The whole Virtual Card (.vc) idea isn’t well documented and there aren’t two users in a hundred that know what to do with them. The cards are a text version of a contact card, with all the information included. When you get one, double click it and it should add itself to your contact file. Sending one is another story.

Leave it to Microsoft to build in a nifty feature and leave off a practical method of implementing it. The virtual business card idea has been around for a long time and it has been available to Outlook Express and Netscape has had an easy to attach Virtual Card even before that. In Entourage 2002, however, they dropped the ball. There's no way to have your card automatically attached to outgoing mail. There is an add on Apple script you can get from http://www.applescriptcentral.com/ but that’s a kludge.

 

 

You can forward other cards as well. The simplest way is to drag it off the address list onto the desktop and then drag it onto the attachments window in outgoing mail. It’s a way to distribute contact lists for workgroups that don’t require retyping.

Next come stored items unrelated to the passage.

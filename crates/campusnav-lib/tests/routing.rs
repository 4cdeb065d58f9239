mod common;

use campusnav_lib::path::{a_star_path, fewest_hops_path, path_weight};
use campusnav_lib::{
    build_graph, plan_route, shortest_path, to_waypoints, AccessibilityFilter, CampusData,
    EdgeKind, Error, GeometryConfig, GraphBuildOptions, NavEdge, NavNode, NavigationGraph,
    NodeKind, RouteAlgorithm, RouteRequest,
};

use common::two_floor_campus;

const STAIRS_COST: f64 = 50.168_654;
const ELEVATOR_COST: f64 = 56.280_110;

fn fixture() -> (CampusData, NavigationGraph) {
    let campus = two_floor_campus();
    let graph = build_graph(&campus, &GraphBuildOptions::for_campus(&campus));
    (campus, graph)
}

fn ids(path: &[&str]) -> Vec<String> {
    path.iter().map(|id| id.to_string()).collect()
}

#[test]
fn entrance_to_upper_classroom_takes_the_stairs() {
    let (_, graph) = fixture();
    let path = shortest_path(&graph, "U100", "U204", &AccessibilityFilter::Unrestricted)
        .expect("route exists");

    assert_eq!(
        path,
        ids(&["U100", "U101", "U108", "U208", "U201", "wp:U201|U204", "U204"])
    );
    let weight = path_weight(&graph, &path).expect("consecutive nodes are linked");
    assert!((weight - STAIRS_COST).abs() < 1e-5, "weight was {weight}");
}

#[test]
fn shortest_path_is_symmetric_for_every_unit_pair() {
    let (_, graph) = fixture();
    let filter = AccessibilityFilter::Unrestricted;
    let centers: Vec<&str> = graph
        .nodes()
        .iter()
        .filter(|node| node.kind == NodeKind::Center)
        .map(|node| node.id.as_str())
        .collect();
    assert_eq!(centers.len(), 11);

    for (offset, &from) in centers.iter().enumerate() {
        for &to in &centers[offset + 1..] {
            let there = shortest_path(&graph, from, to, &filter)
                .unwrap_or_else(|| panic!("no route {from} -> {to}"));
            let back = shortest_path(&graph, to, from, &filter)
                .unwrap_or_else(|| panic!("no route {to} -> {from}"));

            let there_weight = path_weight(&graph, &there).expect("linked path");
            let back_weight = path_weight(&graph, &back).expect("linked path");
            assert!(
                (there_weight - back_weight).abs() < 1e-9,
                "{from} <-> {to}: {there_weight} vs {back_weight}"
            );
        }
    }
}

#[test]
fn a_star_matches_dijkstra_cost() {
    let (_, graph) = fixture();
    let geometry = GeometryConfig::planar();
    let filter = AccessibilityFilter::Unrestricted;

    for (start, goal) in [("U100", "U204"), ("U104", "U209"), ("U205", "U105")] {
        let dijkstra = shortest_path(&graph, start, goal, &filter).expect("route exists");
        let a_star = a_star_path(&graph, start, goal, &filter, &geometry).expect("route exists");
        let expected = path_weight(&graph, &dijkstra).unwrap();
        let actual = path_weight(&graph, &a_star).unwrap();
        assert!(
            (expected - actual).abs() < 1e-9,
            "{start} -> {goal}: {expected} vs {actual}"
        );
    }
}

#[test]
fn elevator_only_never_uses_stairs_between_floors() {
    let (_, graph) = fixture();
    let path = shortest_path(&graph, "U100", "U204", &AccessibilityFilter::ElevatorOnly)
        .expect("elevator route exists");

    assert_eq!(
        path,
        ids(&["U100", "U101", "U109", "U209", "U201", "wp:U201|U204", "U204"])
    );
    for pair in path.windows(2) {
        let edge = graph.edge_between(&pair[0], &pair[1]).expect("linked");
        if edge.kind == EdgeKind::Vertical {
            assert_eq!(pair[0], "U109");
            assert_eq!(pair[1], "U209");
        }
    }
    let weight = path_weight(&graph, &path).unwrap();
    assert!((weight - ELEVATOR_COST).abs() < 1e-5, "weight was {weight}");
}

#[test]
fn no_stairs_avoids_every_stair_unit() {
    let (_, graph) = fixture();
    let path = shortest_path(&graph, "U100", "U204", &AccessibilityFilter::NoStairs)
        .expect("route exists");
    assert!(!path.iter().any(|id| id == "U108" || id == "U208"));
}

#[test]
fn same_level_filter_blocks_floor_changes() {
    let (_, graph) = fixture();
    assert!(shortest_path(&graph, "U100", "U204", &AccessibilityFilter::SameLevel).is_none());
    assert!(shortest_path(&graph, "U100", "U105", &AccessibilityFilter::SameLevel).is_some());
}

#[test]
fn restricted_goal_has_no_path() {
    let (_, graph) = fixture();
    assert!(shortest_path(&graph, "U100", "U107", &AccessibilityFilter::Unrestricted).is_none());
}

#[test]
fn closures_work_as_filters() {
    let (_, graph) = fixture();
    let avoid_corridor =
        |_: &NavEdge, from: &NavNode, to: &NavNode| from.id != "U101" && to.id != "U101";
    assert!(shortest_path(&graph, "U100", "U104", &avoid_corridor).is_none());
}

#[test]
fn fewest_hops_reaches_goal() {
    let (_, graph) = fixture();
    let path = fewest_hops_path(&graph, "U100", "U204", &AccessibilityFilter::Unrestricted)
        .expect("route exists");
    assert_eq!(path.first().map(String::as_str), Some("U100"));
    assert_eq!(path.last().map(String::as_str), Some("U204"));
    assert_eq!(path.len(), 7);
}

#[test]
fn waypoints_follow_node_positions() {
    let (_, graph) = fixture();
    let path = shortest_path(&graph, "U100", "U104", &AccessibilityFilter::Unrestricted)
        .expect("route exists");
    let waypoints = to_waypoints(&graph, &path);

    assert_eq!(waypoints.len(), path.len());
    assert_eq!(waypoints[0].point, campusnav_lib::Point::new(2.0, 2.0));
    assert!(waypoints.iter().all(|waypoint| waypoint.level_id == "L1"));
}

#[test]
fn plan_excludes_vertical_travel_from_distance() {
    let (campus, graph) = fixture();
    let request = RouteRequest::new("Main Entrance", "Room 204");
    let plan = plan_route(&campus, &graph, &request, &GeometryConfig::planar()).expect("plan");

    assert_eq!(plan.start, "U100");
    assert_eq!(plan.goal, "U204");
    assert_eq!(plan.floor_changes, 1);
    assert_eq!(plan.hop_count(), 6);
    assert!((plan.total_weight - STAIRS_COST).abs() < 1e-5);
    assert!((plan.distance - (STAIRS_COST - 10.0)).abs() < 1e-5);
}

#[test]
fn plan_honours_filter_and_algorithm() {
    let (campus, graph) = fixture();
    let request = RouteRequest::new("U100", "U204")
        .with_filter(AccessibilityFilter::ElevatorOnly)
        .with_algorithm(RouteAlgorithm::AStar);
    let plan = plan_route(&campus, &graph, &request, &GeometryConfig::planar()).expect("plan");

    assert_eq!(plan.algorithm, RouteAlgorithm::AStar);
    assert_eq!(plan.filter, AccessibilityFilter::ElevatorOnly);
    assert!(plan.steps.contains(&"U109".to_string()));
    assert!((plan.total_weight - ELEVATOR_COST).abs() < 1e-5);
}

#[test]
fn plan_reports_unreachable_routes() {
    let (campus, graph) = fixture();
    let geometry = GeometryConfig::planar();

    let restricted = RouteRequest::new("Main Entrance", "Server Room");
    assert!(matches!(
        plan_route(&campus, &graph, &restricted, &geometry),
        Err(Error::RouteNotFound { .. })
    ));

    let flat = RouteRequest::new("U100", "U204").with_filter(AccessibilityFilter::SameLevel);
    let err = plan_route(&campus, &graph, &flat, &geometry).unwrap_err();
    assert_eq!(err.to_string(), "no route found between U100 and U204");
}

#[test]
fn plan_suggests_similar_locations() {
    let (campus, graph) = fixture();
    let request = RouteRequest::new("Room 2O4", "U100");
    let err = plan_route(&campus, &graph, &request, &GeometryConfig::planar()).unwrap_err();

    match &err {
        Error::UnknownLocation { suggestions, .. } => {
            assert!(suggestions.iter().any(|name| name == "Room 204"));
        }
        other => panic!("unexpected error: {other:?}"),
    }
    assert!(err.to_string().contains("Did you mean"));
}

The workaround adds vcfs to all outgoing mail. What if you don’t want to clog up the system with business cards to your friends and people who already have it? There should be button on the menu to add a card when you feel like. Automatic, OK, but how about a little control here.
One very cool innovation is the ability to note time changes in your tasks and calendar entries. If you live in San Francisco and are dealing with an event in London, you can have it reflect London time.

It would be nice to be able to write notes in the day calendar view without having to jump out to a card or separate note document. It would be nice if the contact file would dial a phone line and log the call. If E2002 did these things, it would be a fully featured PIM and the best on the market since it handles and cross links your e-mail as well, something the others don’t do nearly as well.

Note to Apple: the internal modem needs an external port through to the telephone for automatic dialing and call logging. I really miss that option.

Contextual menus are proliferating but seem to lack robustness. When you want to move a piece of mail into a folder via contextual menu, you can’t see the subfolders. Anyone with a complex mail filing system will find this frustrating. No problem if you leave everything in the in box.

The ability to apply multiple categories to any card, event or task is great and it’s easy to make new categories on the fly. It would be nice to have keyword capacity also to avoid having to make too many categories. Eventually, it will get out of hand. Keyword capability allows you to differentiate within a category and is easy to index and search. Just a passing thought.

When it comes to indexing and searching, E2002 can search 3,000 e-mails with ease on the G4 867.

E2002 brings MSWord’s full dictionary and spelling capabilities to e-mail which will be a godsend to the hordes of spelling deficient out there. It will flag misspellings and the contextual menu offers the right choice 99 percent of the time. A powerful tool for people who want their mail to look good.

E2002 isn’t connected to the Services option of OSX. I can only assume it might at some time in the future.